Looking back on 2016 – February

February started with a trip to Nuffield Speech Centre to have Dylan assessed for verbal dyspraxia. Despite him meeting the criteria for diagnosis of this complex condition apparently his diagnosis of autism supercedes this and they could not formally give him a confirmed diagnosis. Advice given from the consultant was to continue with our private speech therapy as this is helping and actually thats all they would suggest with a diagnosis anyway. What a waste of time.
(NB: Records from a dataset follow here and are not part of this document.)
//! Growatt MIN 4200-TL PV inverter (protocol v1.20)
//!
//! Live values are scaled integers in input registers 0-124. Identification
//! strings are ASCII in holding registers.

use std::sync::Arc;
use std::time::Duration;

use async_trait::async_trait;
use mb_bus::{BusMode, TransportRegistry};
use mb_detect::{
    AcPosition, Device, DeviceError, DeviceSpec, HasCustomName, HasPosition, ModelSignature,
    ModelTable, RegisterDevice, SERIAL_PATH,
};
use mb_register::{ReadPlanner, RegisterDescriptor, Value, MAX_BLOCK_SIZE};

pub const MODEL: &str = "Growatt MIN 4200-TL";
pub const PRODUCT_NAME: &str = "Growatt MIN 4200-TL";

/// Model code in holding register 43
const MODEL_CODE: i64 = 5100;

const TIMEOUT: Duration = Duration::from_millis(500);
const TRACKERS: u16 = 2;

const STATUS_PATH: &str = "/Internal/Status";

pub fn register(table: &mut ModelTable) {
    table.register(
        ModelSignature::new(RegisterDescriptor::u16(43).holding())
            .with_model(MODEL_CODE, MODEL, create)
            .with_modes([BusMode::Rtu])
            .with_units([1])
            .with_rates([9600]),
    );
}

fn create(spec: DeviceSpec, model: &str) -> Box<dyn Device> {
    Box::new(GrowattInverter::new(spec, model))
}

/// Inverter state (0 waiting, 1 normal, 2 fault) as a platform status code
fn status_code(raw: i64) -> Option<i64> {
    match raw {
        0 => Some(0),
        1 => Some(7),
        2 => Some(10),
        _ => None,
    }
}

fn scaled(reg: RegisterDescriptor, path: &str, unit: &str) -> RegisterDescriptor {
    reg.input().with_path(path).with_unit(unit).with_scale(10.0)
}

fn tracker_regs(n: u16) -> Vec<RegisterDescriptor> {
    let s = 4 * n;
    vec![
        scaled(RegisterDescriptor::u16(3 + s), &format!("/Internal/Pv/{}/V", n), "V"),
        scaled(RegisterDescriptor::u16(4 + s), &format!("/Internal/Pv/{}/I", n), "A"),
        scaled(RegisterDescriptor::u32_be(5 + s), &format!("/Internal/Pv/{}/P", n), "W"),
        scaled(
            RegisterDescriptor::u32_be(59 + s),
            &format!("/Internal/Pv/{}/Energy/Today", n),
            "kWh",
        ),
        scaled(
            RegisterDescriptor::u32_be(61 + s),
            &format!("/Internal/Pv/{}/Energy/Total", n),
            "kWh",
        ),
    ]
}

fn data_regs() -> Vec<RegisterDescriptor> {
    let mut regs = vec![
        scaled(RegisterDescriptor::u32_be(35), "/Ac/Power", "W"),
        scaled(RegisterDescriptor::u16(39), "/Ac/Current", "A"),
        scaled(RegisterDescriptor::u16(38), "/Ac/Voltage", "V"),
        scaled(RegisterDescriptor::u32_be(55), "/Ac/Energy/Forward", "kWh"),
        scaled(RegisterDescriptor::u16(39), "/Ac/L1/Current", "A"),
        scaled(RegisterDescriptor::u32_be(35), "/Ac/L1/Power", "W"),
        scaled(RegisterDescriptor::u32_be(53), "/Ac/L1/Energy/Forward", "kWh"),
        scaled(RegisterDescriptor::u16(38), "/Ac/L1/Voltage", "V"),
        RegisterDescriptor::u16(105).input().with_path("/ErrorCode"),
        scaled(RegisterDescriptor::u16(93), "/Internal/InverterTemp", "C"),
        scaled(RegisterDescriptor::u16(94), "/Internal/IPMTemp", "C"),
        scaled(RegisterDescriptor::u16(95), "/Internal/BoostTemp", "C"),
        RegisterDescriptor::u16(104).input().with_path("/Internal/DerateMode"),
        RegisterDescriptor::u16(122).with_path("/Internal/ExportLimitType"),
        RegisterDescriptor::u16(123)
            .with_path("/Internal/ExportLimitPowerRate")
            .with_unit("%")
            .with_scale(10.0),
        RegisterDescriptor::u16(0).input().with_path(STATUS_PATH),
    ];
    for n in 0..TRACKERS {
        regs.extend(tracker_regs(n));
    }
    regs
}

/// Growatt MIN series single-phase PV inverter
#[derive(Debug)]
pub struct GrowattInverter {
    inner: RegisterDevice,
    custom_name: Option<String>,
    position: AcPosition,
}

impl GrowattInverter {
    pub fn new(spec: DeviceSpec, model: &str) -> Self {
        let inner = RegisterDevice::new(spec, model, "pv")
            .with_info_regs(vec![
                RegisterDescriptor::text(12, 2).with_path("/HardwareVersion"),
                RegisterDescriptor::text(9, 3).with_path("/FirmwareVersion"),
                RegisterDescriptor::text(209, 15).with_path(SERIAL_PATH),
            ])
            .with_data_regs(data_regs())
            .with_planner(ReadPlanner::new(MAX_BLOCK_SIZE), TIMEOUT);
        Self {
            inner,
            custom_name: None,
            position: AcPosition::default(),
        }
    }

    pub fn value(&self, path: &str) -> Option<&Value> {
        self.inner.value(path)
    }

    fn update_status(&mut self) {
        let code = self
            .inner
            .value(STATUS_PATH)
            .and_then(Value::as_i64)
            .and_then(status_code);
        if let Some(code) = code {
            self.inner.set_value("/StatusCode", Value::Int(code));
        }
    }
}

#[async_trait]
impl Device for GrowattInverter {
    fn spec(&self) -> &DeviceSpec {
        self.inner.spec()
    }

    fn model(&self) -> &str {
        self.inner.model()
    }

    async fn init(&mut self, registry: Arc<TransportRegistry>) -> Result<(), DeviceError> {
        self.inner.init(registry).await?;
        self.inner
            .set_value("/DeviceName", Value::Text(PRODUCT_NAME.to_string()));
        self.inner.set_value("/NrOfPhases", Value::Int(1));
        self.inner
            .set_value("/Position", Value::Int(self.position.code() as i64));
        Ok(())
    }

    async fn update(&mut self) -> Result<(), DeviceError> {
        self.inner.update().await?;
        self.update_status();
        Ok(())
    }

    fn destroy(&mut self) {
        self.inner.destroy();
    }

    fn ident(&self) -> Option<String> {
        self.inner.ident()
    }

    fn readings(&self) -> Vec<(String, String)> {
        self.inner.readings()
    }

    fn as_custom_name(&self) -> Option<&dyn HasCustomName> {
        Some(self)
    }

    fn as_custom_name_mut(&mut self) -> Option<&mut dyn HasCustomName> {
        Some(self)
    }

    fn as_position(&self) -> Option<&dyn HasPosition> {
        Some(self)
    }

    fn as_position_mut(&mut self) -> Option<&mut dyn HasPosition> {
        Some(self)
    }
}

impl HasCustomName for GrowattInverter {
    fn custom_name(&self) -> Option<&str> {
        self.custom_name.as_deref()
    }

    fn set_custom_name(&mut self, name: Option<String>) {
        self.custom_name = name;
    }
}

impl HasPosition for GrowattInverter {
    fn position(&self) -> AcPosition {
        self.position
    }

    fn set_position(&mut self, position: AcPosition) {
        self.position = position;
        self.inner
            .set_value("/Position", Value::Int(position.code() as i64));
    }
}

#[cfg(test)]
mod tests {
    use super::*;
    use mb_bus::TransportConfig;
    use mb_sim::{SimulatedBus, VirtualDevice};

    const PORT: &str = "/dev/ttyUSB0";

    /// Pack ASCII into registers, two characters each
    fn ascii(text: &str) -> Vec<u16> {
        text.as_bytes()
            .chunks(2)
            .map(|c| (c[0] as u16) << 8 | c.get(1).copied().unwrap_or(0) as u16)
            .collect()
    }

    fn inverter() -> VirtualDevice {
        VirtualDevice::new("min4200", 1)
            .at_rate(9600)
            .with_holding(43, &[5100])
            .with_holding(209, &ascii("QBB1234567"))
            .with_holding(9, &ascii("GH1.0"))
            .with_input(0, &[1])
            .with_input(35, &[0, 21500])
            .with_input(38, &[2301, 93])
            .with_input(3, &[3105, 35, 0, 10868])
    }

    #[tokio::test]
    async fn test_poll_scales_and_maps_status() {
        let bus = SimulatedBus::new();
        bus.attach_serial(PORT, inverter());
        let registry = Arc::new(TransportRegistry::new(
            Arc::new(bus.clone()),
            TransportConfig::default(),
        ));

        let mut device =
            GrowattInverter::new(DeviceSpec::serial(BusMode::Rtu, PORT, 9600, 1), MODEL);
        device.init(Arc::clone(&registry)).await.unwrap();
        assert_eq!(device.ident(), Some("pv_QBB1234567".to_string()));

        device.update().await.unwrap();
        assert_eq!(device.value("/Ac/Power"), Some(&Value::Float(2150.0)));
        assert_eq!(device.value("/Ac/L1/Voltage"), Some(&Value::Float(230.1)));
        assert_eq!(device.value("/Internal/Pv/0/V"), Some(&Value::Float(310.5)));
        assert_eq!(device.value("/StatusCode"), Some(&Value::Int(7)));
        assert_eq!(device.value("/Position"), Some(&Value::Int(0)));

        device.destroy();
        assert!(registry.is_empty());
    }

    #[test]
    fn test_status_mapping() {
        assert_eq!(status_code(0), Some(0));
        assert_eq!(status_code(1), Some(7));
        assert_eq!(status_code(2), Some(10));
        assert_eq!(status_code(3), None);
    }

    #[test]
    fn test_position_capability() {
        let mut device = create(DeviceSpec::serial(BusMode::Rtu, PORT, 9600, 1), MODEL);
        let position = device.as_position_mut().unwrap();
        assert_eq!(position.position(), AcPosition::AcInput1);
        position.set_position(AcPosition::AcOutput);
        assert_eq!(device.as_position().unwrap().position(), AcPosition::AcOutput);
        assert!(device.as_custom_name().is_some());
    }
}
Positives from the episode (and I am a believer that there’s a positive to every situation!)

  1. Dylan finally successfully had his hearing assessed and all is fine. Last test (age 3) was failure due to insensitive stroppy audiologist and not been reattempted.
  2. We went on the train which Dylan handled fine. We had to wait a long time in the hospital but Dylan managed. It was a testing time for both of us but we did it and we survived. Go us! 🙂
  3. Advice given was what we are already doing so no time lost. Looking back it was a reaffirming visit, even if we didn’t get the confirmation of disability we were looking for.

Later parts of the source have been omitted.